Stored data
········

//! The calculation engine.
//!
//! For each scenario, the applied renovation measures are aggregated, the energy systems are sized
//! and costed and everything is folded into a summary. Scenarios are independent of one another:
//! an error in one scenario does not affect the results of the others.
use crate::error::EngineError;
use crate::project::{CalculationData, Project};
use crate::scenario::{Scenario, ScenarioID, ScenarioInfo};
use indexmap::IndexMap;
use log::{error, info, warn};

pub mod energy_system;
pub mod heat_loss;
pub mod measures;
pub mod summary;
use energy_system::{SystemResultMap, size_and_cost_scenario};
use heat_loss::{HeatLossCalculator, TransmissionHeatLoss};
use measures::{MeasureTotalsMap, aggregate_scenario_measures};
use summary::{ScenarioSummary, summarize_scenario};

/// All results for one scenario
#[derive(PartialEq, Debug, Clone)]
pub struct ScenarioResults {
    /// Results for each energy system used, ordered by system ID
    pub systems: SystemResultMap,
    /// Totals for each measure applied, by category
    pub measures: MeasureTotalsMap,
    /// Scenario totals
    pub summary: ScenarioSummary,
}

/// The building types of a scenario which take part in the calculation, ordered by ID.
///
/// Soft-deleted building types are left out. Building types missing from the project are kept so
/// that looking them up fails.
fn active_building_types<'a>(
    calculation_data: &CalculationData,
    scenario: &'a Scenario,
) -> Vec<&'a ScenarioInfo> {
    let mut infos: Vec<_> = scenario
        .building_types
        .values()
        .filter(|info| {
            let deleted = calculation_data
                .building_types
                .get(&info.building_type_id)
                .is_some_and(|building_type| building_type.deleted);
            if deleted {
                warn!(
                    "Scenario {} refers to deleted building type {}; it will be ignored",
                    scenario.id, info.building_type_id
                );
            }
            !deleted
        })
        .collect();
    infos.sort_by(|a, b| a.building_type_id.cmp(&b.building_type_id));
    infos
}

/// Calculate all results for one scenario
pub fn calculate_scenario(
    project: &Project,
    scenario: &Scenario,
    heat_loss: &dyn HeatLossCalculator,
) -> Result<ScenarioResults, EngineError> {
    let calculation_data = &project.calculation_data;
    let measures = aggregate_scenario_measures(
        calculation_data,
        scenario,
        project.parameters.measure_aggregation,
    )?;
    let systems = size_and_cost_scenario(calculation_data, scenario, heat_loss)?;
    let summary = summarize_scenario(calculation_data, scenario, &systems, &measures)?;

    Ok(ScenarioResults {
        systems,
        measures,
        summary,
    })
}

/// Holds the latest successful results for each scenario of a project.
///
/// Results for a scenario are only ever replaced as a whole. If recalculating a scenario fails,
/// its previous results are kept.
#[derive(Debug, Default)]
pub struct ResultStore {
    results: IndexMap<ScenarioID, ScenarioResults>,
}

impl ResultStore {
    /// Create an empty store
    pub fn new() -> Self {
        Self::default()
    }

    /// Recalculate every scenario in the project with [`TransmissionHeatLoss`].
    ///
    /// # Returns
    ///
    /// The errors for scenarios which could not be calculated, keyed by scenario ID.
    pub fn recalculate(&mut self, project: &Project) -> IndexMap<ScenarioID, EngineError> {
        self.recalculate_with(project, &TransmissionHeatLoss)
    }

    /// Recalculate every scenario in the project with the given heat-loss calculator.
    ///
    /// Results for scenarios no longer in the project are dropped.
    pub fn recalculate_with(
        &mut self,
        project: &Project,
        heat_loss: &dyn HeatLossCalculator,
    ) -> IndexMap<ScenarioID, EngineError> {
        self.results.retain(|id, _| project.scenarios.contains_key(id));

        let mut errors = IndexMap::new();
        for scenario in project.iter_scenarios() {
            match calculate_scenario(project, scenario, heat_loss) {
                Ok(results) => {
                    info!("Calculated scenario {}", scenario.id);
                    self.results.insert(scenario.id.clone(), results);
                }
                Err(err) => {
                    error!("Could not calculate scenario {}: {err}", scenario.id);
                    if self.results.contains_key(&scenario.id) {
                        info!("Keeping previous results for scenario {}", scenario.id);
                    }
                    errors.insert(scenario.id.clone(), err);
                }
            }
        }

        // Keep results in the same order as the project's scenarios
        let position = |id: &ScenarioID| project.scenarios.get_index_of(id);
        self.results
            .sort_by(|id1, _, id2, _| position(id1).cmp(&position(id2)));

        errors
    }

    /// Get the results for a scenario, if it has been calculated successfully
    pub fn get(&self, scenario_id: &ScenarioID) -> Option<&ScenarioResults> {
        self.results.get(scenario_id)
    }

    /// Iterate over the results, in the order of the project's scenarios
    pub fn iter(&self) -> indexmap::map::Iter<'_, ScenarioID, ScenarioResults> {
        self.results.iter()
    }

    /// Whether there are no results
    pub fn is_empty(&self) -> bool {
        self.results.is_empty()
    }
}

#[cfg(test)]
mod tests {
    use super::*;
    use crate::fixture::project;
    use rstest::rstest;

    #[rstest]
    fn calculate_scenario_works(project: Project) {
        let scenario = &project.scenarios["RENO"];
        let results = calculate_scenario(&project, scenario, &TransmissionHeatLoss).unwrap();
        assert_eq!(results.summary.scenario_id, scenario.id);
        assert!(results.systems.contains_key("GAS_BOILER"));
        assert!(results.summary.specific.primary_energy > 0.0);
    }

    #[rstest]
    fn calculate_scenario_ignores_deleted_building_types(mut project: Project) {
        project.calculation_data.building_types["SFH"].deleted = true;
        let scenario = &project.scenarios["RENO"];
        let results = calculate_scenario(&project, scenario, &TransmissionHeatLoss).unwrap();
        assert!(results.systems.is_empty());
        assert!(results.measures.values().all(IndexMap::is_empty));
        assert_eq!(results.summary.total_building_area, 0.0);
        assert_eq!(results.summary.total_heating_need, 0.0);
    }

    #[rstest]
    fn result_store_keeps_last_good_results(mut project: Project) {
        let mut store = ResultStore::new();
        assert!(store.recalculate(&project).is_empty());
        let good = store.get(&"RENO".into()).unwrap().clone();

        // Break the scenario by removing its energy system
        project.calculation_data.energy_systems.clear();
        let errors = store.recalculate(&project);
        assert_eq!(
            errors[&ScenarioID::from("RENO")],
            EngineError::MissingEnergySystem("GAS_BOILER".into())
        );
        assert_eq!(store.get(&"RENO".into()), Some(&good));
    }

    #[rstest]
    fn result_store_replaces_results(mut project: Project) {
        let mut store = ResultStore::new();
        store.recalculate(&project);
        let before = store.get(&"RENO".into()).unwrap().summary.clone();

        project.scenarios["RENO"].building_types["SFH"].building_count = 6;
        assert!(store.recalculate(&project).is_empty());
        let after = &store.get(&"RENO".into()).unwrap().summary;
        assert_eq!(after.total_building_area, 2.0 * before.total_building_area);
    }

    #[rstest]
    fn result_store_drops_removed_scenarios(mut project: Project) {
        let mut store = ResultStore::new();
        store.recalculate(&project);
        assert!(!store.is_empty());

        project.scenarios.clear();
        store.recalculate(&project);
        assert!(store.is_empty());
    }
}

········

(WHAT TO PRODUCE)
All lines above that contain "which" are required in the answer.

(RESPONSE BOX)
/// The building types of a scenario which take part in the calculation, ordered by ID.
    /// The errors for scenarios which could not be calculated, keyed by scenario ID.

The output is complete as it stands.